Often, the head will be down and away from your hand. If so, ask your client to raise the head until the back of it touches your hand.

By contrast, if the head is looking up, the client is extending and compressing the cervical spine. In this case, cue the client to lower the head and look straight down at the floor.

The Shoulder Girdle

Shoulders should be down and back. Posterior muscles must be engaged to stabilize and maintain proper alignment in the shoulder area.

Don’t let a client’s shoulders round forward during exercises. This can eventually affect the entire spine. The large muscles of the back, neck and shoulders—the trapezius, latissimus dorsi and smaller rhomboids—are usually weak when you see rounded shoulders.
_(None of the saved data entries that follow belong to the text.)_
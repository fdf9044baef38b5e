use std::fs::File;
use std::io::{BufReader, Cursor, Read, Seek, Write};
use std::path::Path;

use hound::{SampleFormat, WavReader, WavWriter};
use tempfile::NamedTempFile;

use crate::audio::{AudioFormat, Recording};
use crate::{Error, Result};

/// Load 16-bit PCM WAV audio from a reader into a `Recording`.
///
/// The recording keeps the file's own sample rate and channel count; `frames_per_chunk`
/// only controls how the samples are split into frames.
///
/// Format requirements:
/// - Integer PCM
/// - 16 bits per sample
pub fn read_recording<R>(reader: R, frames_per_chunk: usize) -> Result<Recording>
where
    R: Read,
{
    let mut reader = WavReader::new(reader)?;
    let spec = reader.spec();

    if spec.sample_format != SampleFormat::Int || spec.bits_per_sample != 16 {
        return Err(Error::msg(format!(
            "expected 16-bit integer PCM WAV, got {} bit {:?}",
            spec.bits_per_sample, spec.sample_format
        )));
    }

    let format = AudioFormat {
        sample_rate: spec.sample_rate,
        channels: spec.channels,
        bits_per_sample: 16,
        frames_per_chunk: frames_per_chunk.max(1),
    };

    let samples = reader
        .samples::<i16>()
        .collect::<std::result::Result<Vec<i16>, _>>()?;

    Ok(Recording::from_samples(format, &samples))
}

/// Load a WAV file from disk (used for cue sounds and file playback).
pub fn read_recording_from_path(path: &Path, frames_per_chunk: usize) -> Result<Recording> {
    let file = File::open(path).map_err(|err| Error::io("failed to open WAV file", path, err))?;
    read_recording(BufReader::new(file), frames_per_chunk)
}

/// Encode a recording as WAV into any seekable writer.
pub fn write_wav<W>(recording: &Recording, writer: W) -> Result<()>
where
    W: Write + Seek,
{
    let mut writer = WavWriter::new(writer, recording.format().wav_spec())?;
    for sample in recording.samples() {
        writer.write_sample(sample)?;
    }
    writer.finalize()?;
    Ok(())
}

/// Encode a recording as an in-memory WAV file.
pub fn to_wav_bytes(recording: &Recording) -> Result<Vec<u8>> {
    let mut cursor = Cursor::new(Vec::new());
    write_wav(recording, &mut cursor)?;
    Ok(cursor.into_inner())
}

/// Write a recording to a temporary `.wav` file for engines that only accept paths.
///
/// The file is deleted when the returned handle is dropped.
pub fn write_temp_wav(recording: &Recording) -> Result<NamedTempFile> {
    let mut file = tempfile::Builder::new()
        .prefix("jasper-")
        .suffix(".wav")
        .tempfile()?;
    write_wav(recording, file.as_file_mut())?;
    Ok(file)
}
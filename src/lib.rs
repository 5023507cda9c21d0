//! # overlay-dht
//!
//! A peer-to-peer overlay: a Kademlia-style DHT used for peer discovery and
//! message routing, layered on a connection manager that links peers either
//! directly over WebSocket or through NAT with WebRTC data channels. WebRTC
//! negotiation is signaled through the DHT's own RPC channel, so the only
//! fixed infrastructure is one reachable entry point.
//!
//! The crate is split into modules that can be used independently:
//!
//! - [`identity`]: peer ids, XOR distance and peer descriptors.
//! - [`contact_list`]: the distance-ordered list behind lookups and neighbors.
//! - [`core`]: the transport-agnostic Kademlia logic, including the routing
//!   table and the [`DhtNode`] join state machine.
//! - [`rpc`]: request/response correlation over any [`Transport`].
//! - [`connection`], [`websocket`], [`webrtc`]: connection handles and the
//!   transports that back them.
//! - [`connection_manager`]: the [`ConnectionManager`] owning every link.
//! - [`routing`], [`net`], [`server`]: the DHT RPC surface and its relaying.
//! - [`node`]: [`OverlayNode`], which wires all of the above for one peer.
//!
//! ## Getting started
//!
//! ```no_run
//! use overlay_dht::{ConnectivityMethod, NodeConfig, OverlayNode, PeerDescriptor, derive_peer_id};
//!
//! # async fn launch() -> overlay_dht::Result<()> {
//! let entry = PeerDescriptor::new(derive_peer_id("entrypoint"))
//!     .with_websocket(ConnectivityMethod::new("127.0.0.1", 23000));
//!
//! let mut config = NodeConfig::default();
//! config.peer_name = Some("peer-1".into());
//! config.connections.websocket_port = Some(0);
//! config.connections.entry_points = vec![entry];
//!
//! let node = OverlayNode::start(config).await?;
//! for neighbor in node.join_dht().await {
//!     println!("neighbor {neighbor}");
//! }
//! # Ok(())
//! # }
//! ```
//!
//! The binary in `src/main.rs` runs one such node from the command line.

pub mod config;
pub mod connection;
pub mod connection_manager;
pub mod contact_list;
pub mod core;
pub mod error;
pub mod identity;
pub mod net;
pub mod node;
pub mod protocol;
pub mod routing;
pub mod rpc;
pub mod server;
pub mod webrtc;
pub mod websocket;

pub use config::{ConnectionManagerConfig, DhtConfig, NodeConfig, WebRtcConfig};
pub use connection::{ConnectionHandle, ConnectionId, ConnectionType};
pub use connection_manager::ConnectionManager;
pub use contact_list::SortedContactList;
pub use core::{DhtNetwork, DhtNode, DhtPeer, RoutingTable};
pub use error::{DhtError, Result};
pub use identity::{derive_peer_id, ConnectivityMethod, NodeType, PeerDescriptor, PeerId};
pub use net::RpcDhtNetwork;
pub use node::OverlayNode;
pub use protocol::Message;
pub use rpc::{RpcCommunicator, Transport};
Try this: Ask your client to relax the neck, allowing the trapezius to relax, and then gently slide the shoulders down and back. You can also add exercises that open the chest and engage those weak muscles.

See also: Prep the Shoulders Before Play

The Thoracic Spine

The job of the thoracic spine is to hold the rib cage and protect the lungs. The midback should have a slight natural curve, but if excessive (rounded back), it is important not to exacerbate this in workouts. For example, pushups, cat pose in yoga, and other forward-facing movements can encourage rounding of the back.

Try this: Incorporate exercises to strengthen the back body and open up the front body. Chest flies, rows and quadruped trunk rotations can help counter the problem.

The Lumbar Spine

The main purpose of the lumbar spine is to hold the body’s weight. Misalignment in the lower back seems to be common today. Sitting for long periods of time or standing and moving incorrectly may cause lower-back problems and misalignment.

Try this: Many times, a posterior pelvic tilt will place stress on the lower back. To bring the pelvis into a more neutral position, use suggestions from earlier in the article (left).

For a Healthy Spine, Go Back to Basics

Today we have lots of choices in how we exercise to stay fit. However, the basics are the same when it comes to cuing clients on maintaining a healthy spine. Most exercises should be performed with a neutral spine and with the muscles working together to support the move.

As you observe your clients moving through any type of exercise, scan them from head to toe with the spine in mind. While new equipment and creative modalities may create a more interesting and fun fitness routine, clients who are missing that healthy S-curve will likely benefit more from going back to basic moves designed to realign their spine.